Man is not the only animal to kill others for his own survival. It is true that man does not need to eat meat from animals to survive, but Orlando did need those skin grafts to survive. Without the sacrifice of some laboratory rats, Orlando would be dead. So would many thousands of other people whose lives have been saved because of medical techniques and treatments that were first tried on laboratory animals. There is no other adequate way known to test such techniques and treatments.

To stop killing other creatures for our own survival would bring technology and civilization to a standstill. It would require us to let wild animals and insects live with us in our homes. We would have to let coyotes and wolves eat our farm animals without recourse.

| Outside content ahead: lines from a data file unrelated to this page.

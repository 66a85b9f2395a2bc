use std::io::{Read, Write};
use std::net::{TcpListener, TcpStream as StdTcpStream};

use mio::net::TcpStream;
use mio::Token;

use muxhttpd::config::Config;
use muxhttpd::connection::Connection;

fn connected_pair() -> (TcpStream, StdTcpStream) {
    let listener = TcpListener::bind("127.0.0.1:0").unwrap();
    let addr = listener.local_addr().unwrap();
    let client = StdTcpStream::connect(addr).unwrap();
    let (server, _) = listener.accept().unwrap();
    server.set_nonblocking(true).unwrap();
    (TcpStream::from_std(server), client)
}

fn document_root_with(files: &[(&str, &[u8])]) -> std::path::PathBuf {
    let dir = std::env::temp_dir()
        .join(format!("muxhttpd-it-{}-{}", std::process::id(), files.len()));
    std::fs::create_dir_all(&dir).unwrap();
    for (name, contents) in files {
        std::fs::write(dir.join(name), contents).unwrap();
    }
    dir
}

fn drain_response(client: &mut StdTcpStream) -> String {
    client.set_read_timeout(Some(std::time::Duration::from_millis(200))).unwrap();
    let mut buf = vec![0u8; 8192];
    let n = client.read(&mut buf).unwrap();
    String::from_utf8_lossy(&buf[..n]).into_owned()
}

/// S3: a keep-alive connection serves a second pipelined request after
/// the first completes.
#[test]
fn keep_alive_serves_a_second_request_on_the_same_connection() {
    let dir = document_root_with(&[("index.html", b"HELLO"), ("other.html", b"SECOND")]);
    let (server, mut client) = connected_pair();
    let mut conn = Connection::init(server, "127.0.0.1:1".parse().unwrap(), Token(0), false);
    let cfg = Config::from_str(&format!("document_root: {}\n", dir.to_str().unwrap())).unwrap();

    client.write_all(b"GET / HTTP/1.1\r\nConnection: keep-alive\r\n\r\n").unwrap();
    std::thread::sleep(std::time::Duration::from_millis(20));
    conn.read_in().unwrap();
    assert!(conn.process(&cfg));
    while conn.pending_write_bytes() > 0 {
        conn.write_out().unwrap();
    }
    let first = drain_response(&mut client);
    assert!(first.contains("200"));
    assert!(first.ends_with("HELLO"));
    assert!(conn.response_keep_alive());

    conn.reset_for_next_request();
    client.write_all(b"GET /other.html HTTP/1.1\r\nConnection: keep-alive\r\n\r\n").unwrap();
    std::thread::sleep(std::time::Duration::from_millis(20));
    conn.read_in().unwrap();
    assert!(conn.process(&cfg));
    while conn.pending_write_bytes() > 0 {
        conn.write_out().unwrap();
    }
    let second = drain_response(&mut client);
    assert!(second.contains("200"));
    assert!(second.ends_with("SECOND"));
}

/// S4: a malformed request line yields 400 and the response is marked
/// to close rather than keep the connection alive.
#[test]
fn malformed_request_line_yields_400_and_closes() {
    let dir = document_root_with(&[("index.html", b"HELLO")]);
    let (server, mut client) = connected_pair();
    let mut conn = Connection::init(server, "127.0.0.1:1".parse().unwrap(), Token(0), false);
    let cfg = Config::from_str(&format!("document_root: {}\n", dir.to_str().unwrap())).unwrap();

    client.write_all(b"HELLO WORLD\r\n\r\n").unwrap();
    std::thread::sleep(std::time::Duration::from_millis(20));
    conn.read_in().unwrap();
    assert!(conn.process(&cfg));
    while conn.pending_write_bytes() > 0 {
        conn.write_out().unwrap();
    }
    let response = drain_response(&mut client);
    assert!(response.contains("400"));
    assert!(!conn.response_keep_alive());
}

/// S5: a POST with a URL-encoded body is parsed into the request's form
/// map while the connection still resolves and serves the static path.
/// No `Content-Length` is sent, matching the scenario as specified: body
/// capture must not depend on that header being present.
#[test]
fn post_form_body_is_decoded_alongside_the_static_response() {
    let dir = document_root_with(&[("index.html", b"HELLO")]);
    let (server, mut client) = connected_pair();
    let mut conn = Connection::init(server, "127.0.0.1:1".parse().unwrap(), Token(0), false);
    let cfg = Config::from_str(&format!("document_root: {}\n", dir.to_str().unwrap())).unwrap();

    let request =
        b"POST / HTTP/1.1\r\nContent-Type: application/x-www-form-urlencoded\r\n\r\nname=alice&city=new+york";
    client.write_all(request).unwrap();
    std::thread::sleep(std::time::Duration::from_millis(20));
    conn.read_in().unwrap();
    assert!(conn.process(&cfg));
    assert_eq!(conn.form().get("name").map(String::as_str), Some("alice"));
    assert_eq!(conn.form().get("city").map(String::as_str), Some("new york"));
    while conn.pending_write_bytes() > 0 {
        conn.write_out().unwrap();
    }
    let response = drain_response(&mut client);
    assert!(response.contains("200"));
}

We would have to allow insects and rodents to eat our crops.

Likewise, we would have to suspend medical research because laboratory animals are used in every form of such research before the treatment or medication in question is approved by the federal Food and Drug Administration.

So the question becomes: To what degree should we concern ourselves with the survival of other animals when it means sacrificing ourselves as a result? When choosing between a brother who would otherwise die of infection because of third-degree burns and a laboratory rat, few would hesitate to choose their brothers. I wonder which choice the animal activists would make.